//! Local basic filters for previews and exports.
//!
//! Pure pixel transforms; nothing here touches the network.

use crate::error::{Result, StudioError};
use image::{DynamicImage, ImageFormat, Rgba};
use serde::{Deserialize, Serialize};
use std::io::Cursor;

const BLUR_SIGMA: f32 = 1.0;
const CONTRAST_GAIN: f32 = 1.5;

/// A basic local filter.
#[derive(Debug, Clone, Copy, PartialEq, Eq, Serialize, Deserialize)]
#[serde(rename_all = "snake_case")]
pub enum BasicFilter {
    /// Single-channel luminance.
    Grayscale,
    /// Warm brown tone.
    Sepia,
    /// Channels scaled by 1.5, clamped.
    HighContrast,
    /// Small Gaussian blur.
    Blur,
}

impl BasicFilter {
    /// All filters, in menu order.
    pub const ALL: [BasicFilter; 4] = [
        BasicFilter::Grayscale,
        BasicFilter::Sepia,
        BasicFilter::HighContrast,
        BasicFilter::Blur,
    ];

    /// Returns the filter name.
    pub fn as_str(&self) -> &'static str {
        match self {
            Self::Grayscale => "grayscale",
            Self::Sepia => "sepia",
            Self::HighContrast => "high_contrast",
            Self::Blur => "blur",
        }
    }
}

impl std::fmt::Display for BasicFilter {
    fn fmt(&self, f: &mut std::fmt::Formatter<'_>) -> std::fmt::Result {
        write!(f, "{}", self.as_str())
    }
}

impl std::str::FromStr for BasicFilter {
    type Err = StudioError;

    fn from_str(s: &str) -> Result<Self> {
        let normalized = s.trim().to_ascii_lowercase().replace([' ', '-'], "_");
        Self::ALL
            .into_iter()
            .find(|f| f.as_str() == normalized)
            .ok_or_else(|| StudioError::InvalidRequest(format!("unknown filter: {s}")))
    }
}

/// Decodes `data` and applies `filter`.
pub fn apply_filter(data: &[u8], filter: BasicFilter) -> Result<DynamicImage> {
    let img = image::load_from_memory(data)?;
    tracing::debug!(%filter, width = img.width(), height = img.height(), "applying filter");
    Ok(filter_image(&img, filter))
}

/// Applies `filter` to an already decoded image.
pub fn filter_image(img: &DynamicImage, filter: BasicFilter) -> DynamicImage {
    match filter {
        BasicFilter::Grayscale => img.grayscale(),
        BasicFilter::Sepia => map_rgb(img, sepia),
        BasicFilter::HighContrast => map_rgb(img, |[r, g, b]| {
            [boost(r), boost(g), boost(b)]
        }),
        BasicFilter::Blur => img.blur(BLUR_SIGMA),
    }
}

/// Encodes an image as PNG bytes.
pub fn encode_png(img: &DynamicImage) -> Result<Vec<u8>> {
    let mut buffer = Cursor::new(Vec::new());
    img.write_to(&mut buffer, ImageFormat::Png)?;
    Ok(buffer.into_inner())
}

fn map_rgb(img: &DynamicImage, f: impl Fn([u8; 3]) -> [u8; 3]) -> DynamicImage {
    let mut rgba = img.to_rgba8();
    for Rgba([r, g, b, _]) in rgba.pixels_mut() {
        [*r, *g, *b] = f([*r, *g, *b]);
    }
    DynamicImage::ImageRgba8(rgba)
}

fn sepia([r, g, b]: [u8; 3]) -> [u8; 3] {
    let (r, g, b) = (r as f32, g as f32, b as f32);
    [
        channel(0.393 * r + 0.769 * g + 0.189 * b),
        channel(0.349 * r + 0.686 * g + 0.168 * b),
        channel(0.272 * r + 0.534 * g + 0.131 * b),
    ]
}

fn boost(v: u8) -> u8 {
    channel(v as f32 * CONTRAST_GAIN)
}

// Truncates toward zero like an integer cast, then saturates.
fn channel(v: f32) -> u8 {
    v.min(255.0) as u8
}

::::::::

§ **Try it**: Find each line in the records above that contains "data", and copy it.

§ **Result**:
/// Decodes `data` and applies `filter`.
pub fn apply_filter(data: &[u8], filter: BasicFilter) -> Result<DynamicImage> {
    let img = image::load_from_memory(data)?;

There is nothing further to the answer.